Von der Leyen’s previous coalition included her centrist EPP, the social democrat S&D, and the liberal Renew. These groups still hold a nominal majority with 401 MEPs despite losing seats in June, but since statistical analysis predicted a 10-15% defection rate due to the vote being secret, von der Leyen also included the Greens by promising them continued support for the Green Deal and all its climate actions in exchange for their votes.
It turns out her strategy was needed. It is impossible that every MEP from her core coalition supported her but nobody else did, while the Greens were quite confident about voting ‘as a block’ without anyone defecting from their 53 MEPs. If that was true, this means that without the Greens’ support, von der Leyen would have been rejected by a minimum of 13 seats.
There’s also a question of how Italian PM Giorgia Meloni’s Fratelli d’Italia—the biggest delegation of the conservative ECR group—voted, as she tried to leverage her 24 seats for an influential post in the next Commission until the very last minute. But a delegation of that size would probably have given von der Leyen a greater majority than 40; that is if the initial defection wasn’t much larger than what was statistically expected.

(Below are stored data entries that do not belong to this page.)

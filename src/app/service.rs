//! HMI application service — the hexagonal core of the keypad node.
//!
//! [`HmiService`] owns the FSM and its context.  It exposes a clean,
//! hardware-agnostic API.  All I/O flows through port traits injected at
//! call sites, making the entire service testable with mock adapters.
//!
//! ```text
//!     Keypad ──▶ ┌────────────────────────┐ ──▶ Display
//!                │       HmiService       │
//!   Link (rx) ──▶│  FSM · Exchange · Lock │ ──▶ Link (tx)
//!                └────────────────────────┘ ──▶ EventSink
//! ```

use log::info;

use crate::config::SystemConfig;
use crate::credential::Key;
use crate::error::{LinkError, Result};
use crate::fsm::context::FsmContext;
use crate::fsm::states::build_state_table;
use crate::fsm::{Fsm, StateId};
use crate::protocol::transport::{send_all, Link};

use super::events::AppEvent;
use super::input::HmiInput;
use super::ports::{Display, EventSink, Keypad};

// ───────────────────────────────────────────────────────────────
// HmiService
// ───────────────────────────────────────────────────────────────

pub struct HmiService {
    fsm: Fsm,
    ctx: FsmContext,
    ticks: u64,
}

impl HmiService {
    /// Construct the service from configuration.
    ///
    /// Does **not** start the FSM; call [`start`](Self::start) next.
    pub fn new(config: SystemConfig) -> Self {
        let ctx = FsmContext::new(config);
        let fsm = Fsm::new(build_state_table(), StateId::SetupEntry);
        Self { fsm, ctx, ticks: 0 }
    }

    // ── Lifecycle ─────────────────────────────────────────────

    /// Start at the first-password prompt.
    ///
    /// The HMI never stores the credential; every boot begins with setup,
    /// and the Control node refuses a second `SET_PASSWORD`.
    pub fn start(&mut self, display: &mut impl Display, sink: &mut impl EventSink) {
        self.fsm.start(&mut self.ctx);
        sink.emit(&AppEvent::Started(self.fsm.current_state()));
        info!("HmiService started in {:?}", self.fsm.current_state());
        self.flush_screens(display);
        self.flush_events(sink);
    }

    // ── Input handling ────────────────────────────────────────

    /// Deliver one input to the FSM and flush everything it produced.
    pub fn handle<L: Link>(
        &mut self,
        input: HmiInput,
        link: &mut L,
        display: &mut impl Display,
        sink: &mut impl EventSink,
    ) -> Result<()> {
        if input == HmiInput::Tick {
            self.ticks += 1;
        }
        let prev_state = self.fsm.current_state();

        self.ctx.input = input;
        self.fsm.dispatch(&mut self.ctx);

        let new_state = self.fsm.current_state();
        if new_state != prev_state {
            self.ctx.emit(AppEvent::StateChanged {
                from: prev_state,
                to: new_state,
            });
        }

        let sent = self.flush_outbox(link);
        self.flush_screens(display);
        self.flush_events(sink);
        sent.map_err(Into::into)
    }

    pub fn handle_key<L: Link>(
        &mut self,
        key: Key,
        link: &mut L,
        display: &mut impl Display,
        sink: &mut impl EventSink,
    ) -> Result<()> {
        self.handle(HmiInput::Key(key), link, display, sink)
    }

    pub fn on_tick<L: Link>(
        &mut self,
        link: &mut L,
        display: &mut impl Display,
        sink: &mut impl EventSink,
    ) -> Result<()> {
        self.handle(HmiInput::Tick, link, display, sink)
    }

    /// One foreground iteration: drain received bytes, read at most one key
    /// press, then replay `ticks` accrued timer ticks.
    ///
    /// The keypad is not scanned while a request is outstanding; presses
    /// stay with the keypad until the node is back at a prompt.
    pub fn poll<L: Link>(
        &mut self,
        ticks: u32,
        keypad: &mut impl Keypad,
        link: &mut L,
        display: &mut impl Display,
        sink: &mut impl EventSink,
    ) -> Result<()> {
        while let Some(byte) = link.read_byte().map_err(|_| LinkError::ReadFailed)? {
            self.handle(HmiInput::Byte(byte), link, display, sink)?;
        }
        if !self.fsm.current_state().is_awaiting_response() {
            if let Some(key) = keypad.poll_key() {
                self.handle(HmiInput::Key(key), link, display, sink)?;
            }
        }
        for _ in 0..ticks {
            self.handle(HmiInput::Tick, link, display, sink)?;
        }
        Ok(())
    }

    // ── Queries ───────────────────────────────────────────────

    pub fn state(&self) -> StateId {
        self.fsm.current_state()
    }

    /// Idle at a prompt with nothing outstanding on the link.
    pub fn is_awaiting_input(&self) -> bool {
        self.fsm.current_state().is_prompt() && self.ctx.exchange.is_none()
    }

    /// Consecutive mismatches seen by the local lockout policy.
    pub fn mismatches(&self) -> u8 {
        self.ctx.lockout.mismatches()
    }

    pub fn is_locked_out(&self) -> bool {
        self.ctx.lockout.is_locked()
    }

    /// Timer ticks delivered since construction.
    pub fn tick_count(&self) -> u64 {
        self.ticks
    }

    pub fn config(&self) -> &SystemConfig {
        &self.ctx.config
    }

    // ── Internal ──────────────────────────────────────────────

    fn flush_outbox<L: Link>(&mut self, link: &mut L) -> core::result::Result<(), LinkError> {
        if self.ctx.outbox.is_empty() {
            return Ok(());
        }
        let result = send_all(link, &self.ctx.outbox);
        self.ctx.outbox.clear();
        result
    }

    fn flush_screens(&mut self, display: &mut impl Display) {
        for screen in &self.ctx.screens {
            display.show(&screen.top, &screen.bottom);
        }
        self.ctx.screens.clear();
    }

    fn flush_events(&mut self, sink: &mut impl EventSink) {
        for event in &self.ctx.events {
            sink.emit(event);
        }
        self.ctx.events.clear();
    }
}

Naturally, national conservatives and sovereigntists in the Patriots for Europe (PfE) and the Europe of Sovereign Nations (ESN) voted against her—and so did probably nearly all of the far-left group, The Left, due to von der Leyen’s “lack of moral compass when it comes to transparency and integrity.”
In her last-minute pitch right before the vote, von der Leyen outlined the priorities of her program, which were little more than the continuation of her previous policies, including flagship packages like the Green Deal and the Migration Pact, which were strongly rejected by at least a quarter of the European voters in June.
Furthermore, to cement her standing among her leftist allies, the Commission chief strongly committed to the cordon sanitaire against the national conservative, sovereigntist forces in the Patriots (PfE) and Sovereigntist (ESN) groups. This exclusionary practice already saw these two being denied any top positions in the Parliament, despite one of them—the Patriots—being the third-largest bloc in Brussels.
It’s clear that despite the European voters expressing their strong desire for change, not much change will actually happen in Brussels. If anything, the rightward shifting balance of power in the Parliament only made von der Leyen forge a more leftist coalition by including the Greens. Just like in Britain and France, conservative voters can rightfully feel betrayed, seeing our politics as broken systems that yield opposite results.